(DATA TO USE):
//! Environment-driven service configuration.
//!
//! | Variable | Default |
//! |---|---|
//! | `PROMPTCANVAS_PROVIDER` | `openai` if `OPENAI_API_KEY` is set, else `dry-run` |
//! | `OPENAI_API_KEY` | none |
//! | `OPENAI_BASE_URL` | `https://api.openai.com` |
//! | `PROMPTCANVAS_IMAGE_MODEL` | adapter default (`dall-e-3`) |
//! | `PROMPTCANVAS_IMAGE_SIZE` | `1024x1024` |
//! | `PROMPTCANVAS_TIMEOUT_SECS` | `60` |
//! | `PROMPTCANVAS_MAX_PROMPT_CHARS` | `1000` |
//! | `PROMPTCANVAS_CLEAR_ON_SUCCESS` | `false` |

use std::fmt;
use std::str::FromStr;
use std::time::Duration;

use promptcanvas_types::{CanvasError, PromptPolicy, Result};

use crate::{DryRunAdapter, ImageClient, LoggingMiddleware, OpenAiImageAdapter, DEFAULT_TIMEOUT};

pub const ENV_PROVIDER: &str = "PROMPTCANVAS_PROVIDER";
pub const ENV_OPENAI_API_KEY: &str = "OPENAI_API_KEY";
pub const ENV_OPENAI_BASE_URL: &str = "OPENAI_BASE_URL";
pub const ENV_IMAGE_MODEL: &str = "PROMPTCANVAS_IMAGE_MODEL";
pub const ENV_IMAGE_SIZE: &str = "PROMPTCANVAS_IMAGE_SIZE";
pub const ENV_TIMEOUT_SECS: &str = "PROMPTCANVAS_TIMEOUT_SECS";
pub const ENV_MAX_PROMPT_CHARS: &str = "PROMPTCANVAS_MAX_PROMPT_CHARS";
pub const ENV_CLEAR_ON_SUCCESS: &str = "PROMPTCANVAS_CLEAR_ON_SUCCESS";

const DEFAULT_SIZE: &str = "1024x1024";

#[derive(Debug, Clone, Copy, PartialEq, Eq)]
pub enum ProviderKind {
    OpenAi,
    DryRun,
}

impl FromStr for ProviderKind {
    type Err = CanvasError;

    fn from_str(s: &str) -> Result<Self> {
        match s.trim().to_ascii_lowercase().as_str() {
            "openai" => Ok(ProviderKind::OpenAi),
            "dry-run" | "dry_run" | "dryrun" => Ok(ProviderKind::DryRun),
            other => Err(CanvasError::Config(format!(
                "unknown provider '{other}' (expected 'openai' or 'dry-run')"
            ))),
        }
    }
}

impl fmt::Display for ProviderKind {
    fn fmt(&self, f: &mut fmt::Formatter<'_>) -> fmt::Result {
        match self {
            ProviderKind::OpenAi => f.write_str("openai"),
            ProviderKind::DryRun => f.write_str("dry-run"),
        }
    }
}

#[derive(Clone)]
pub struct ServiceConfig {
    pub provider: ProviderKind,
    pub openai_api_key: Option<String>,
    pub openai_base_url: Option<String>,
    pub model: Option<String>,
    pub size: String,
    pub timeout: Duration,
    pub policy: PromptPolicy,
}

// Hand-written so the API key never reaches the logs.
impl fmt::Debug for ServiceConfig {
    fn fmt(&self, f: &mut fmt::Formatter<'_>) -> fmt::Result {
        f.debug_struct("ServiceConfig")
            .field("provider", &self.provider)
            .field(
                "openai_api_key",
                &self.openai_api_key.as_ref().map(|_| "<redacted>"),
            )
            .field("openai_base_url", &self.openai_base_url)
            .field("model", &self.model)
            .field("size", &self.size)
            .field("timeout", &self.timeout)
            .field("policy", &self.policy)
            .finish()
    }
}

impl Default for ServiceConfig {
    fn default() -> Self {
        Self {
            provider: ProviderKind::DryRun,
            openai_api_key: None,
            openai_base_url: None,
            model: None,
            size: DEFAULT_SIZE.to_string(),
            timeout: DEFAULT_TIMEOUT,
            policy: PromptPolicy::default(),
        }
    }
}

impl ServiceConfig {
    /// Read configuration from the process environment.
    pub fn from_env() -> Result<Self> {
        Self::from_lookup(|key| std::env::var(key).ok())
    }

    /// Build a configuration from any key lookup. Empty values count as unset.
    pub fn from_lookup(lookup: impl Fn(&str) -> Option<String>) -> Result<Self> {
        let get = |key: &str| lookup(key).filter(|v| !v.trim().is_empty());

        let openai_api_key = get(ENV_OPENAI_API_KEY);
        let provider = match get(ENV_PROVIDER) {
            Some(raw) => raw.parse()?,
            None if openai_api_key.is_some() => ProviderKind::OpenAi,
            None => ProviderKind::DryRun,
        };
        if provider == ProviderKind::OpenAi && openai_api_key.is_none() {
            return Err(CanvasError::Config(format!(
                "{ENV_OPENAI_API_KEY} must be set when the provider is openai"
            )));
        }

        let defaults = PromptPolicy::default();
        let timeout = match get(ENV_TIMEOUT_SECS) {
            Some(raw) => Duration::from_secs(parse_positive(ENV_TIMEOUT_SECS, &raw)?),
            None => DEFAULT_TIMEOUT,
        };
        let max_chars = match get(ENV_MAX_PROMPT_CHARS) {
            Some(raw) => parse_positive(ENV_MAX_PROMPT_CHARS, &raw)? as usize,
            None => defaults.max_chars,
        };
        let clear_on_success = match get(ENV_CLEAR_ON_SUCCESS) {
            Some(raw) => parse_bool(ENV_CLEAR_ON_SUCCESS, &raw)?,
            None => defaults.clear_on_success,
        };

        Ok(Self {
            provider,
            openai_api_key,
            openai_base_url: get(ENV_OPENAI_BASE_URL),
            model: get(ENV_IMAGE_MODEL),
            size: get(ENV_IMAGE_SIZE).unwrap_or_else(|| DEFAULT_SIZE.to_string()),
            timeout,
            policy: PromptPolicy {
                max_chars,
                clear_on_success,
            },
        })
    }

    /// Build an `ImageClient` with the configured adapter, defaults, timeout,
    /// and request logging.
    pub fn build_client(&self) -> Result<ImageClient> {
        let mut client = ImageClient::new()
            .with_middleware(LoggingMiddleware)
            .with_timeout(self.timeout)
            .with_default_size(self.size.clone());
        if let Some(ref model) = self.model {
            client = client.with_default_model(model.clone());
        }

        match self.provider {
            ProviderKind::OpenAi => {
                let key = self.openai_api_key.clone().ok_or_else(|| {
                    CanvasError::Config(format!("{ENV_OPENAI_API_KEY} is not set"))
                })?;
                let mut adapter = OpenAiImageAdapter::new(key);
                if let Some(ref url) = self.openai_base_url {
                    adapter = adapter.with_base_url(url.clone());
                }
                client.register_provider(adapter);
            }
            ProviderKind::DryRun => {
                tracing::warn!("no image provider configured, using the dry-run adapter");
                client.register_provider(DryRunAdapter::new());
            }
        }

        Ok(client)
    }
}

fn parse_positive(key: &str, raw: &str) -> Result<u64> {
    match raw.trim().parse::<u64>() {
        Ok(0) => Err(CanvasError::Config(format!("{key} must be greater than zero"))),
        Ok(n) => Ok(n),
        Err(_) => Err(CanvasError::Config(format!(
            "{key} must be a whole number, got '{raw}'"
        ))),
    }
}

fn parse_bool(key: &str, raw: &str) -> Result<bool> {
    match raw.trim().to_ascii_lowercase().as_str() {
        "1" | "true" | "yes" | "on" => Ok(true),
        "0" | "false" | "no" | "off" => Ok(false),
        _ => Err(CanvasError::Config(format!(
            "{key} must be true or false, got '{raw}'"
        ))),
    }
}
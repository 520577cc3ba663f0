use std::collections::HashMap;
use std::sync::atomic::{AtomicU64, Ordering};
use std::sync::Arc;
use std::time::Duration;

use promptcanvas_types::{Artifact, CanvasError};

use crate::{DynImageService, ImageRequest, ImageService};

/// Upper bound on a single generation when none is configured.
pub const DEFAULT_TIMEOUT: Duration = Duration::from_secs(60);

// ---------------------------------------------------------------------------
// Middleware
// ---------------------------------------------------------------------------

pub trait Middleware: Send + Sync {
    fn before(&self, _request: &mut ImageRequest) {}
    fn after(&self, _request: &ImageRequest, _artifact: &mut Artifact) {}
    fn on_error(&self, _request: &ImageRequest, _error: &CanvasError) {}
}

// ---------------------------------------------------------------------------
// Built-in middleware: LoggingMiddleware
// ---------------------------------------------------------------------------

pub struct LoggingMiddleware;

impl Middleware for LoggingMiddleware {
    fn before(&self, request: &mut ImageRequest) {
        tracing::info!(
            model = request.model.as_deref().unwrap_or("(default)"),
            size = request.size.as_deref().unwrap_or("(default)"),
            prompt_chars = request.prompt.chars().count(),
            "image request"
        );
    }

    fn after(&self, _request: &ImageRequest, artifact: &mut Artifact) {
        tracing::info!(
            id = %artifact.id,
            provider = %artifact.provider,
            model = %artifact.model,
            has_url = artifact.url.is_some(),
            "image generated"
        );
    }

    fn on_error(&self, _request: &ImageRequest, error: &CanvasError) {
        tracing::warn!(
            error = %error,
            retryable = error.is_retryable(),
            "image generation failed"
        );
    }
}

// ---------------------------------------------------------------------------
// Built-in middleware: UsageMiddleware
// ---------------------------------------------------------------------------

/// Counts generations. Clones share the same counters.
#[derive(Clone)]
pub struct UsageMiddleware {
    succeeded: Arc<AtomicU64>,
    failed: Arc<AtomicU64>,
}

impl UsageMiddleware {
    pub fn new() -> Self {
        Self {
            succeeded: Arc::new(AtomicU64::new(0)),
            failed: Arc::new(AtomicU64::new(0)),
        }
    }

    pub fn succeeded(&self) -> u64 {
        self.succeeded.load(Ordering::Relaxed)
    }

    pub fn failed(&self) -> u64 {
        self.failed.load(Ordering::Relaxed)
    }
}

impl Default for UsageMiddleware {
    fn default() -> Self {
        Self::new()
    }
}

impl Middleware for UsageMiddleware {
    fn after(&self, _request: &ImageRequest, _artifact: &mut Artifact) {
        self.succeeded.fetch_add(1, Ordering::Relaxed);
    }

    fn on_error(&self, _request: &ImageRequest, _error: &CanvasError) {
        self.failed.fetch_add(1, Ordering::Relaxed);
    }
}

// ---------------------------------------------------------------------------
// ImageClient
// ---------------------------------------------------------------------------

pub struct ImageClient {
    providers: HashMap<String, DynImageService>,
    default_provider: Option<String>,
    middleware: Vec<Box<dyn Middleware>>,
    default_model: Option<String>,
    default_size: Option<String>,
    timeout: Duration,
}

impl ImageClient {
    pub fn new() -> Self {
        Self {
            providers: HashMap::new(),
            default_provider: None,
            middleware: Vec::new(),
            default_model: None,
            default_size: None,
            timeout: DEFAULT_TIMEOUT,
        }
    }

    /// Register an adapter under its own name. The first one registered
    /// becomes the default.
    pub fn register_provider(&mut self, provider: impl ImageService + 'static) {
        let name = provider.name().to_string();
        if self.default_provider.is_none() {
            self.default_provider = Some(name.clone());
        }
        self.providers.insert(name, DynImageService::new(provider));
    }

    pub fn with_middleware(mut self, m: impl Middleware + 'static) -> Self {
        self.middleware.push(Box::new(m));
        self
    }

    pub fn with_timeout(mut self, timeout: Duration) -> Self {
        self.timeout = timeout;
        self
    }

    pub fn with_default_model(mut self, model: impl Into<String>) -> Self {
        self.default_model = Some(model.into());
        self
    }

    pub fn with_default_size(mut self, size: impl Into<String>) -> Self {
        self.default_size = Some(size.into());
        self
    }

    pub fn timeout(&self) -> Duration {
        self.timeout
    }

    pub fn provider_names(&self) -> Vec<&str> {
        let mut names: Vec<&str> = self.providers.keys().map(String::as_str).collect();
        names.sort_unstable();
        names
    }

    pub async fn generate(&self, request: &ImageRequest) -> Result<Artifact, CanvasError> {
        let provider = self.resolve_provider(request)?;
        let mut req = request.clone();
        if req.model.is_none() {
            req.model = self.default_model.clone();
        }
        if req.size.is_none() {
            req.size = self.default_size.clone();
        }

        for m in &self.middleware {
            m.before(&mut req);
        }

        let result = match tokio::time::timeout(self.timeout, provider.generate(&req)).await {
            Ok(result) => result,
            Err(_) => Err(CanvasError::RequestTimeout {
                provider: provider.name().to_string(),
                timeout_ms: self.timeout.as_millis() as u64,
            }),
        };

        match result {
            Ok(mut artifact) => {
                for m in &self.middleware {
                    m.after(&req, &mut artifact);
                }
                Ok(artifact)
            }
            Err(err) => {
                for m in &self.middleware {
                    m.on_error(&req, &err);
                }
                Err(err)
            }
        }
    }

    fn resolve_provider(&self, request: &ImageRequest) -> Result<&DynImageService, CanvasError> {
        // 1. Explicit provider field
        if let Some(ref provider_name) = request.provider {
            return self.providers.get(provider_name).ok_or_else(|| {
                CanvasError::Other(format!("Provider '{}' not registered", provider_name))
            });
        }

        // 2. First registered provider
        self.default_provider
            .as_ref()
            .and_then(|name| self.providers.get(name))
            .ok_or_else(|| CanvasError::Other("No image providers registered".to_string()))
    }
}

impl Default for ImageClient {
    fn default() -> Self {
        Self::new()
    }
}

// ---------------------------------------------------------------------------
// Tests
// ---------------------------------------------------------------------------
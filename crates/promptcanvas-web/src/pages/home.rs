use leptos::prelude::*;
use promptcanvas_types::PromptPolicy;

use crate::components::footer::Footer;
use crate::components::prompt_form::PromptForm;
use crate::components::status_line::GenerationStatusLine;
use crate::server::generate::prompt_policy;
use crate::state::PageStateHandle;

#[component]
pub fn HomePage() -> impl IntoView {
    let policy = Resource::new(|| (), |_| prompt_policy());

    view! {
        <main class="home-page">
            <Suspense fallback=|| view! { <p class="loading">"Loading..."</p> }>
                {move || policy.get().map(|result| {
                    let policy = result.unwrap_or_else(|e| {
                        tracing::warn!("falling back to default prompt policy: {e}");
                        PromptPolicy::default()
                    });
                    view! { <PromptPanel policy=policy/> }
                })}
            </Suspense>
            <Footer/>
        </main>
    }
}

/// Owns the page state for one visit and wires it into the views.
#[component]
fn PromptPanel(policy: PromptPolicy) -> impl IntoView {
    let state = PageStateHandle::new(policy);

    view! {
        <section class="prompt-panel">
            <PromptForm state=state/>
            <GenerationStatusLine state=state/>
        </section>
    }
}
use leptos::ev::SubmitEvent;
use leptos::prelude::*;

use crate::state::PageStateHandle;

pub const PROMPT_PLACEHOLDER: &str =
    "Both Angel and Evil are inside us. It is up to us which one to let out!";

/// Two-row prompt textarea and the Generate button.
///
/// The button stays disabled for as long as a generation is in flight.
/// Browsers count `maxlength` in UTF-16 code units while the policy counts
/// characters, so the attribute is never looser than the policy but cuts
/// prompts full of astral-plane characters (emoji) short of the limit.
/// `PageState` remains the authoritative check.
#[component]
pub fn PromptForm(state: PageStateHandle) -> impl IntoView {
    let on_submit = move |ev: SubmitEvent| {
        ev.prevent_default();
        state.generate_image();
    };

    view! {
        <div class="prompt-form">
            <form class="form" on:submit=on_submit>
                <textarea
                    class="prompt-textarea"
                    rows="2"
                    placeholder=PROMPT_PLACEHOLDER
                    required=true
                    maxlength=state.max_chars().to_string()
                    prop:value=move || state.prompt()
                    on:input=move |ev| {
                        state.set_prompt(event_target_value(&ev));
                    }
                />
                <button
                    class="generate-button"
                    type="submit"
                    disabled=move || state.is_submitting()
                >
                    "Generate"
                </button>
            </form>
        </div>
    }
}

#[cfg(all(test, feature = "ssr"))]
mod tests {
    use super::*;
    use promptcanvas_types::{GenerationFailure, PromptPolicy};

    fn render(policy: PromptPolicy) -> String {
        let owner = Owner::new();
        owner.set();
        let state = PageStateHandle::new(policy);
        view! { <PromptForm state=state/> }.to_html()
    }

    #[test]
    fn renders_two_row_textarea_with_placeholder() {
        let html = render(PromptPolicy::default());

        assert!(html.contains("<textarea"));
        assert!(html.contains(r#"rows="2""#));
        assert!(html.contains(PROMPT_PLACEHOLDER));
        assert!(html.contains("required"));
        assert!(html.contains(r#"maxlength="1000""#));
    }

    #[test]
    fn renders_enabled_submit_button_on_load() {
        let html = render(PromptPolicy::default());

        assert!(html.contains(r#"type="submit""#));
        assert!(html.contains("Generate"));
        assert!(!html.contains("disabled"));
    }

    #[test]
    fn button_is_disabled_exactly_while_submitting() {
        let owner = Owner::new();
        owner.set();
        let state = PageStateHandle::new(PromptPolicy::default());
        state.set_prompt("sunset".into());

        let submission = state.begin().unwrap();
        let html = view! { <PromptForm state=state/> }.to_html();
        assert!(html.contains("disabled"));

        state.finish(
            submission.ticket,
            Err(GenerationFailure::new("upstream unavailable")),
        );
        let html = view! { <PromptForm state=state/> }.to_html();
        assert!(!html.contains("disabled"));
    }

    #[test]
    fn maxlength_follows_policy() {
        let html = render(PromptPolicy {
            max_chars: 250,
            ..PromptPolicy::default()
        });
        assert!(html.contains(r#"maxlength="250""#));
    }
}
//! Image service boundary for promptcanvas.
//!
//! Provides the `ImageService` adapter trait, the `DynImageService` wrapper,
//! a middleware chain and timeout in `ImageClient`, env-driven
//! `ServiceConfig`, and `Session`, the async coordinator that drives a
//! `PageState` against a client.

mod client;
mod config;
mod dry_run;
mod openai;
mod provider;
mod session;
mod types;

pub use client::*;
pub use config::{ProviderKind, ServiceConfig};
pub use dry_run::DryRunAdapter;
pub use openai::OpenAiImageAdapter;
pub use provider::*;
pub use session::{Session, SubmitOutcome};
pub use types::*;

(PROBLEM DESCRIPTION):
Beginning with the line above that contains "Variable | Default |", copy each line exactly up to and including the line that contains "pub const ENV_OPENAI_BASE_URL: &str", and go no further.

(THE ANSWER):
//! | Variable | Default |
//! |---|---|
//! | `PROMPTCANVAS_PROVIDER` | `openai` if `OPENAI_API_KEY` is set, else `dry-run` |
//! | `OPENAI_API_KEY` | none |
//! | `OPENAI_BASE_URL` | `https://api.openai.com` |
//! | `PROMPTCANVAS_IMAGE_MODEL` | adapter default (`dall-e-3`) |
//! | `PROMPTCANVAS_IMAGE_SIZE` | `1024x1024` |
//! | `PROMPTCANVAS_TIMEOUT_SECS` | `60` |
//! | `PROMPTCANVAS_MAX_PROMPT_CHARS` | `1000` |
//! | `PROMPTCANVAS_CLEAR_ON_SUCCESS` | `false` |

use std::fmt;
use std::str::FromStr;
use std::time::Duration;

use promptcanvas_types::{CanvasError, PromptPolicy, Result};

use crate::{DryRunAdapter, ImageClient, LoggingMiddleware, OpenAiImageAdapter, DEFAULT_TIMEOUT};

pub const ENV_PROVIDER: &str = "PROMPTCANVAS_PROVIDER";
pub const ENV_OPENAI_API_KEY: &str = "OPENAI_API_KEY";
pub const ENV_OPENAI_BASE_URL: &str = "OPENAI_BASE_URL";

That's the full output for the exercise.